Although both of my parents ran the resort, dad was mostly the one who dealt with the customers. Mom managed the household life and also took on other outside jobs to supplement the family income. Dad maintained the property and also became a significant part of the lake management. Dad would also hook up the snowplow attachment to the tractor and have most of the small subdivision cleared after a snowstorm before the city got to us. Dad helped out neighbors doing other chores too. Both of my parents were highly respected in the area for all of their efforts.
Because it was a family business, the kids had jobs to do also. There were fishing boats to be cleaned, pier setup in the spring and removal in the fall, and any number of other tasks that we could do ourselves or help out with. My most vivid memory is that of packing worms from the big tubs they were delivered in into the small plastic cups that we sold. Each cup had to have the proper number of worms and amount of dirt. Packing worms isn't really a difficult thing, but it does tend to get monotonous. Both of my parents believed in working hard and putting in their best effort. From these experiences, I also learned that doing a job right is important and that has stuck with me ever since.
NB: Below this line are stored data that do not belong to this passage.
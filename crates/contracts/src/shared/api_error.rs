//! Human readable messages from API error bodies.
//!
//! The REST API answers failures either with `{"detail": "..."}` or with a
//! field map such as `{"email": ["user with this email already exists."]}`.

use serde_json::Value;

pub const NO_RESPONSE_MESSAGE: &str =
    "No response from server. Please check your internet connection.";
pub const INVALID_CREDENTIALS_MESSAGE: &str = "Invalid email or password";

/// One message for an error response: `detail` first, then the first field
/// error as `"<field>: <message>"`, then a status fallback.
pub fn describe_error_body(status: u16, body: &Value) -> String {
    if let Some(detail) = body.get("detail").and_then(Value::as_str) {
        return detail.to_string();
    }

    if let Some((field, value)) = body.as_object().and_then(|map| map.iter().next()) {
        let message = match value {
            Value::String(s) => Some(s.clone()),
            Value::Array(items) => items.first().map(|first| match first {
                Value::String(s) => s.clone(),
                other => other.to_string(),
            }),
            _ => None,
        };
        if let Some(message) = message {
            return format!("{}: {}", field, message);
        }
    }

    format!("Request failed with status {}", status)
}

/// Same as [`describe_error_body`] for a raw text body that may not be JSON.
pub fn describe_error_text(status: u16, text: &str) -> String {
    match serde_json::from_str::<Value>(text) {
        Ok(body) => describe_error_body(status, &body),
        Err(_) => format!("Request failed with status {}", status),
    }
}

/// Login answers 401 for bad credentials; say so plainly.
pub fn describe_login_error(status: u16, text: &str) -> String {
    if status == 401 {
        return INVALID_CREDENTIALS_MESSAGE.to_string();
    }
    describe_error_text(status, text)
}

#[cfg(test)]
mod tests {
    use super::*;
    use serde_json::json;

    #[test]
    fn test_detail_wins() {
        let body = json!({"detail": "Not found.", "other": ["x"]});
        assert_eq!(describe_error_body(404, &body), "Not found.");
    }

    #[test]
    fn test_first_field_error() {
        let body = json!({"title": ["This field is required."], "price": ["bad"]});
        assert_eq!(describe_error_body(400, &body), "title: This field is required.");
        let body = json!({"email": "taken"});
        assert_eq!(describe_error_body(400, &body), "email: taken");
    }

    #[test]
    fn test_fallbacks() {
        assert_eq!(describe_error_body(500, &json!({})), "Request failed with status 500");
        assert_eq!(describe_error_text(502, "<html>"), "Request failed with status 502");
        assert_eq!(describe_login_error(401, ""), INVALID_CREDENTIALS_MESSAGE);
        assert_eq!(describe_login_error(400, r#"{"detail":"Account disabled"}"#), "Account disabled");
    }
}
There were lots of things to experience around that place. I remember string fishing off of the pier, sometimes catching fish by hand while swimming, getting frogs and racing them down the paved walkway, and the many wading and swimming times. In the winter, the lake freezes and ice skating or sleding was on the agenda. We would also investigate the duck blinds when the hunters weren't using them. I learned how to play well with my brother and could also entertain myself.
My best guess is that I was about 7 years old when the seperation had occurred. Dad remained at the resort and continued to operate it by himself. As the subdivision grew, dad helped to make sure that the community didn't forget it's past. He also took charge of the lake management issues. It is sad that so many people who purchase lakefront property seemingly have little interest in the conditions of the lake. Dad was also a major influence on a landfill expansion plan where he worked with the city to keep the project in check.
Dad retired and moved from the resort and purchased another house nearby another lake. He got involved with that neighborhood association and did more than his part to help manage public areas and waterways. He became friends with several neighbors and helped one who lived next to him in a time of need. He liked to relax at the park overlooking the lake, just watching whatever was going on at the time.
Sadly, he suffered a stoke and completely lost his sight and some of his mobility. Eventually he required a live in caregiver to help him. During his last years, I visited several times to manage his care and house. It was during those times that I got some quality time to actually get to know him better. I am thankful for that!